Dataset entries:
===
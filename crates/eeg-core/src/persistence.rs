//! Segment data files and the per-participant duration summary

use std::fs;
use std::path::{Path, PathBuf};
use tracing::{debug, info};
use crate::error::{RecorderError, RecorderResult};
use crate::sample::Sample;
use crate::session::Session;

/// Result of saving one segment
#[derive(Debug, Clone, PartialEq)]
pub struct SavedSegment {
    pub key: String,
    pub data_path: PathBuf,
    pub summary_path: PathBuf,
    /// Data rows written, header excluded
    pub rows: usize,
}

/// Writes `<participant>_<key>.csv` and `<participant>_duration.txt`
#[derive(Debug, Clone)]
pub struct SegmentWriter {
    output_dir: PathBuf,
    header: Vec<String>,
}

impl SegmentWriter {
    pub fn new(output_dir: impl Into<PathBuf>, header: Vec<String>) -> Self {
        Self {
            output_dir: output_dir.into(),
            header,
        }
    }

    pub fn output_dir(&self) -> &Path {
        &self.output_dir
    }

    pub fn set_output_dir(&mut self, output_dir: impl Into<PathBuf>) {
        self.output_dir = output_dir.into();
    }

    pub fn data_path(&self, participant_id: &str, key: &str) -> PathBuf {
        self.output_dir
            .join(format!("{}_{}.csv", file_stem(participant_id), key))
    }

    pub fn summary_path(&self, participant_id: &str) -> PathBuf {
        self.output_dir
            .join(format!("{}_duration.txt", file_stem(participant_id)))
    }

    /// Write one segment's samples, replacing any earlier file for the same key.
    /// An empty buffer still produces a header-only file.
    pub fn write_segment(
        &self,
        participant_id: &str,
        key: &str,
        samples: &[Sample],
    ) -> RecorderResult<PathBuf> {
        self.ensure_output_dir()?;
        let path = self.data_path(participant_id, key);

        let mut writer = csv::Writer::from_path(&path)
            .map_err(|e| RecorderError::persistence(&path, e))?;
        writer
            .write_record(&self.header)
            .map_err(|e| RecorderError::persistence(&path, e))?;
        for sample in samples {
            writer
                .write_record(sample.to_record())
                .map_err(|e| RecorderError::persistence(&path, e))?;
        }
        writer.flush().map_err(|e| RecorderError::persistence(&path, e))?;

        debug!("Wrote {} rows to {}", samples.len(), path.display());
        Ok(path)
    }

    /// Rewrite the duration summary from the session's cumulative durations
    pub fn write_summary(&self, session: &Session) -> RecorderResult<PathBuf> {
        self.ensure_output_dir()?;
        let path = self.summary_path(session.participant_id());
        fs::write(&path, session.render_summary())
            .map_err(|e| RecorderError::persistence(&path, e))?;
        Ok(path)
    }

    /// Save a finished segment: data file first, then the summary
    pub fn save(
        &self,
        session: &Session,
        key: &str,
        samples: &[Sample],
    ) -> RecorderResult<SavedSegment> {
        let data_path = self.write_segment(session.participant_id(), key, samples)?;
        let summary_path = self.write_summary(session)?;

        info!("Saved segment {} ({} samples) to {}", key, samples.len(), data_path.display());
        Ok(SavedSegment {
            key: key.to_string(),
            data_path,
            summary_path,
            rows: samples.len(),
        })
    }

    fn ensure_output_dir(&self) -> RecorderResult<()> {
        fs::create_dir_all(&self.output_dir)
            .map_err(|e| RecorderError::persistence(&self.output_dir, e))
    }
}

/// Path separators, characters Windows rejects in file names, and control characters
pub(crate) fn is_unsafe_file_char(c: char) -> bool {
    matches!(c, '/' | '\\' | ':' | '*' | '?' | '"' | '<' | '>' | '|') || c.is_control()
}

/// Participant ID as used in file names; unsafe characters become `_`.
fn file_stem(participant_id: &str) -> String {
    participant_id
        .chars()
        .map(|c| if is_unsafe_file_char(c) { '_' } else { c })
        .collect()
}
===
ACTIVITY: Every entry above must be returned word for word.

ANSWER TO THE PROBLEM:
filename crates/eeg-core/src/persistence.rs
//! Segment data files and the per-participant duration summary

use std::fs;
use std::path::{Path, PathBuf};
use tracing::{debug, info};
use crate::error::{RecorderError, RecorderResult};
use crate::sample::Sample;
use crate::session::Session;

/// Result of saving one segment
#[derive(Debug, Clone, PartialEq)]
pub struct SavedSegment {
    pub key: String,
    pub data_path: PathBuf,
    pub summary_path: PathBuf,
    /// Data rows written, header excluded
    pub rows: usize,
}

/// Writes `<participant>_<key>.csv` and `<participant>_duration.txt`
#[derive(Debug, Clone)]
pub struct SegmentWriter {
    output_dir: PathBuf,
    header: Vec<String>,
}

impl SegmentWriter {
    pub fn new(output_dir: impl Into<PathBuf>, header: Vec<String>) -> Self {
        Self {
            output_dir: output_dir.into(),
            header,
        }
    }

    pub fn output_dir(&self) -> &Path {
        &self.output_dir
    }

    pub fn set_output_dir(&mut self, output_dir: impl Into<PathBuf>) {
        self.output_dir = output_dir.into();
    }

    pub fn data_path(&self, participant_id: &str, key: &str) -> PathBuf {
        self.output_dir
            .join(format!("{}_{}.csv", file_stem(participant_id), key))
    }

    pub fn summary_path(&self, participant_id: &str) -> PathBuf {
        self.output_dir
            .join(format!("{}_duration.txt", file_stem(participant_id)))
    }

    /// Write one segment's samples, replacing any earlier file for the same key.
    /// An empty buffer still produces a header-only file.
    pub fn write_segment(
        &self,
        participant_id: &str,
        key: &str,
        samples: &[Sample],
    ) -> RecorderResult<PathBuf> {
        self.ensure_output_dir()?;
        let path = self.data_path(participant_id, key);

        let mut writer = csv::Writer::from_path(&path)
            .map_err(|e| RecorderError::persistence(&path, e))?;
        writer
            .write_record(&self.header)
            .map_err(|e| RecorderError::persistence(&path, e))?;
        for sample in samples {
            writer
                .write_record(sample.to_record())
                .map_err(|e| RecorderError::persistence(&path, e))?;
        }
        writer.flush().map_err(|e| RecorderError::persistence(&path, e))?;

        debug!("Wrote {} rows to {}", samples.len(), path.display());
        Ok(path)
    }

    /// Rewrite the duration summary from the session's cumulative durations
    pub fn write_summary(&self, session: &Session) -> RecorderResult<PathBuf> {
        self.ensure_output_dir()?;
        let path = self.summary_path(session.participant_id());
        fs::write(&path, session.render_summary())
            .map_err(|e| RecorderError::persistence(&path, e))?;
        Ok(path)
    }

    /// Save a finished segment: data file first, then the summary
    pub fn save(
        &self,
        session: &Session,
        key: &str,
        samples: &[Sample],
    ) -> RecorderResult<SavedSegment> {
        let data_path = self.write_segment(session.participant_id(), key, samples)?;
        let summary_path = self.write_summary(session)?;

        info!("Saved segment {} ({} samples) to {}", key, samples.len(), data_path.display());
        Ok(SavedSegment {
            key: key.to_string(),
            data_path,
            summary_path,
            rows: samples.len(),
        })
    }

    fn ensure_output_dir(&self) -> RecorderResult<()> {
        fs::create_dir_all(&self.output_dir)
            .map_err(|e| RecorderError::persistence(&self.output_dir, e))
    }
}

/// Path separators, characters Windows rejects in file names, and control characters
pub(crate) fn is_unsafe_file_char(c: char) -> bool {
    matches!(c, '/' | '\\' | ':' | '*' | '?' | '"' | '<' | '>' | '|') || c.is_control()
}

/// Participant ID as used in file names; unsafe characters become `_`.
fn file_stem(participant_id: &str) -> String {
    participant_id
        .chars()
        .map(|c| if is_unsafe_file_char(c) { '_' } else { c })
        .collect()
}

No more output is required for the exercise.